CIO

‘We have to be the supervisors of robots’: HPE’s Dr Goh

Some correct decisions are not right socially, says Dr Eng Lim Goh

Academics predict that half of our jobs will disappear soon thanks to the automation provided by technologies like artificial intelligence (AI) and robotics.

Which jobs will ultimately be replaced is still up for discussion but humans will reach a stage in the AI world where we will have to “differentiate between a correct decision and a right decision,” according to Dr Eng Lim Goh, vice president and SGI chief technology officer at HPE.

During a Q&A session following his presentation on the impact of AI on society last week at Melbourne’s Luther College, Dr Goh said using historical data, a machine will reach the optimised and correct decision.

“[But] we have to be purveyors of the right decision because some correct decisions are not right socially,” he said. “We still have to go through growing up, playing in the playground with other kids, studying, going to school, going to wine parties and having relationships.

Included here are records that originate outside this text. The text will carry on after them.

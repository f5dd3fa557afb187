use std::fs;

use serde_json::json;
use tempfile::tempdir;

use crate::kernel::error::Error;
use crate::loader::{Group, Manifest, ManifestValidator, ModuleId};

#[test]
fn test_valid_manifest() {
    let manifest = ManifestValidator::validate(&json!({
        "core": {
            "controllers": { "router": "ctl/router" },
            "modules": { "b": "mod/b", "a": "mod/a" }
        },
        "widgets": { "clock": "wdg/clock" }
    }))
    .unwrap();

    assert_eq!(manifest.groups(), vec![Group::Controllers, Group::Modules, Group::Widgets]);
    assert_eq!(manifest.len(), 4);
    let modules = manifest.section(Group::Modules).unwrap();
    let names: Vec<&String> = modules.keys().collect();
    assert_eq!(names, vec!["b", "a"], "Manifest order is preserved");
    assert_eq!(modules.get("a"), Some(&ModuleId::new("mod/a")));
}

#[test]
fn test_null_and_empty_groups_are_absent() {
    let manifest = Manifest::from_value(&json!({ "core": null, "plugins": {}, "widgets": null })).unwrap();
    assert!(manifest.is_empty());
    assert!(manifest.groups().is_empty());

    assert!(Manifest::from_value(&json!(null)).unwrap().is_empty());
}

#[test]
fn test_non_string_identifier_is_rejected() {
    let err = ManifestValidator::validate(&json!({ "core": { "services": { "clock": ["svc"] } } })).unwrap_err();

    match err {
        Error::ManifestValidation { group, entry, message } => {
            assert_eq!(group, "core.services");
            assert_eq!(entry.as_deref(), Some("clock"));
            assert!(message.contains("a list"), "message was: {}", message);
        }
        other => panic!("Expected ManifestValidation, got {:?}", other),
    }
}

#[test]
fn test_group_must_be_a_mapping() {
    let err = ManifestValidator::validate(&json!({ "plugins": ["a", "b"] })).unwrap_err();
    assert!(matches!(err, Error::ManifestValidation { ref group, entry: None, .. } if group == "plugins"));

    let err = ManifestValidator::validate(&json!("plugins")).unwrap_err();
    assert!(matches!(err, Error::ManifestValidation { ref group, .. } if group == "manifest"));

    let err = ManifestValidator::validate(&json!({ "core": 7 })).unwrap_err();
    assert!(matches!(err, Error::ManifestValidation { ref group, .. } if group == "core"));
}

#[test]
fn test_unknown_sections_are_rejected() {
    let err = ManifestValidator::validate(&json!({ "gadgets": {} })).unwrap_err();
    assert!(matches!(err, Error::UnknownSection { ref section } if section == "gadgets"));

    let err = ManifestValidator::validate(&json!({ "core": { "daemons": {} } })).unwrap_err();
    assert!(matches!(err, Error::UnknownSection { ref section } if section == "daemons"));

    // Plugins and widgets are not core groups
    let err = ManifestValidator::validate(&json!({ "core": { "plugins": {} } })).unwrap_err();
    assert!(matches!(err, Error::UnknownSection { ref section } if section == "core.plugins"));
}

#[test]
fn test_group_names_round_trip() {
    for group in Group::ALL {
        assert_eq!(group.as_str().parse::<Group>().unwrap(), group);
    }
    assert!("gizmos".parse::<Group>().is_err());
    assert_eq!(Group::Objects.manifest_path(), "core.objects");
    assert_eq!(Group::Widgets.manifest_path(), "widgets");
    assert_eq!(Group::Plugins.to_string(), "plugins");
}

#[test]
fn test_builder_replaces_repeated_names() {
    let manifest = Manifest::new()
        .with(Group::Plugins, "search", "v1")
        .with(Group::Plugins, "search", "v2");

    assert_eq!(manifest.len(), 1);
    assert_eq!(
        manifest.section(Group::Plugins).and_then(|s| s.get("search")),
        Some(&ModuleId::new("v2"))
    );
}

#[cfg(feature = "yaml-config")]
#[test]
fn test_from_yaml_path() {
    let dir = tempdir().expect("Failed to create temporary directory");
    let path = dir.path().join("manifest.yaml");
    fs::write(
        &path,
        "core:\n  modules:\n    settings: mod/settings\nplugins:\n  search: plg/search\n",
    )
    .unwrap();

    let manifest = Manifest::from_path(&path).unwrap();
    assert_eq!(manifest.groups(), vec![Group::Modules, Group::Plugins]);
}

#[test]
fn test_from_json_path_validates() {
    let dir = tempdir().expect("Failed to create temporary directory");
    let path = dir.path().join("manifest.json");
    fs::write(&path, r#"{ "widgets": { "clock": true } }"#).unwrap();

    let err = Manifest::from_path(&path).unwrap_err();
    assert!(matches!(err, Error::ManifestValidation { .. }));
}
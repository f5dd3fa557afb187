mod manifest_tests;
//! # Citadel Registries
//!
//! Collaborator interfaces for the privileged core registry and the views
//! derived from it, plus the barbarian registry that maps event-origin
//! tokens back to plugin and widget names.
//!
//! - [`ElevatedRegistry`]: full service/object access; only the
//!   [`Application`](crate::kernel::Application), controllers and modules see it.
//! - [`HardenedRegistry`]: the attenuated view handed to each plugin/widget.
//! - [`PubSub`]: exposes the current subscription key of a view.
//! - [`DefaultCoreRegistry`]: an in-memory elevated registry.
//! - [`BarbarianRegistry`]: token → `category:name` bookkeeping.
pub mod barbarian;
pub mod memory;

use std::fmt;
use std::sync::Arc;

use crate::component::Instance;
use crate::kernel::Application;
use crate::kernel::error::Result;

pub use self::barbarian::{BarbarianKind, BarbarianRegistry, QualifiedName};
pub use self::memory::{DefaultCoreRegistry, HardenedView, KeyedPubSub};

/// Opaque identifier of a subscription key.
#[derive(Debug, Clone, PartialEq, Eq, Hash)]
pub struct PubSubKey {
    id: String,
}

impl PubSubKey {
    pub fn new(id: impl Into<String>) -> Self {
        Self { id: id.into() }
    }

    pub fn id(&self) -> &str {
        &self.id
    }
}

impl fmt::Display for PubSubKey {
    fn fmt(&self, f: &mut fmt::Formatter<'_>) -> fmt::Result {
        f.write_str(&self.id)
    }
}

/// Publish/subscribe collaborator. Only the current key matters to the kernel.
pub trait PubSub: Send + Sync {
    fn current_pub_sub_key(&self) -> PubSubKey;
}

/// Attenuated capability view of the core registry.
pub trait HardenedRegistry: Send + Sync {
    fn has_service(&self, name: &str) -> bool;
    fn get_service(&self, name: &str) -> Option<Instance>;
    fn has_object(&self, name: &str) -> bool;
    fn get_object(&self, name: &str) -> Option<Instance>;
    fn pub_sub(&self) -> Arc<dyn PubSub>;
}

/// The privileged core registry.
pub trait ElevatedRegistry: Send + Sync {
    fn has_service(&self, name: &str) -> bool;
    fn get_service(&self, name: &str) -> Option<Instance>;
    fn add_service(&self, name: &str, instance: Instance);
    fn remove_service(&self, name: &str) -> Option<Instance>;
    /// Every service in insertion order.
    fn services(&self) -> Vec<(String, Instance)>;

    fn has_object(&self, name: &str) -> bool;
    fn get_object(&self, name: &str) -> Option<Instance>;
    fn add_object(&self, name: &str, instance: Instance);
    fn remove_object(&self, name: &str) -> Option<Instance>;
    /// Every object in insertion order.
    fn objects(&self) -> Vec<(String, Instance)>;

    /// First step of the activation cascade.
    fn activate(&self, application: &Application) -> Result<()>;

    /// A fresh hardened view; never shared between components.
    fn hardened_instance(&self) -> Arc<dyn HardenedRegistry>;

    fn destroy(&self);
}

“[During this time] we start to observe and understand the human values system because after all, we are humans [who] have created robots. Like [we did during] the past industrial revolution, we have to be the ‘supervisors of robots’, differentiating between correct and right. Most of the correct decisions are the right decisions but some of them might not be,” he told the audience.

For this reason, Dr Goh stressed that in addition to studying sciences, the humanities will continue to become important in the future.

“Economics and social sciences, history – all of these will continue to be important because that could be our ultimate differentiation; the human side of humanity,” he said.

Most of the correct decisions are the right decisions but some of them might not be." - Dr Goh. Image source: HPE
Most of the correct decisions are the right decisions but some of them might not be." - Dr Goh. Image source: HPE

Making machines ‘self-aware’

To create AI systems that are sentient and self-aware within the next 10 years, we will need to achieve ‘general intelligence,’ said Dr Goh.

“[The question is], how do you get to general intelligence when all you are building today are individual, specific intelligence systems?’ It [the system] plays chess well but doesn’t know anything about driving cars. It classifies images really well but it knows nothing about speech recognition.”

According to Dr Goh, after we have combined 10,000 specific intelligence systems and link them across their neural network, something new may emerge.

“Why do I believe this is possible? It’s because of a Nobel laureate at Princeton University who explained the following: physics does not explain everything in chemistry – it cannot. Everything in chemistry cannot explain biology. Biology cannot explain physiology and physiology cannot explain psychology. That’s the reason why at university you have a degree for every one of them.”

“And he calls this an ‘emergent property’ to try and explain the gap. When you have something more complex above, everything more basic below cannot explain it because something emerges with complexity,” said Dr Goh.

“So if you took 10,000 different intelligence systems, wired them across, will you get an emergent property? I don’t know. That’s a possibility and people are thinking about it.”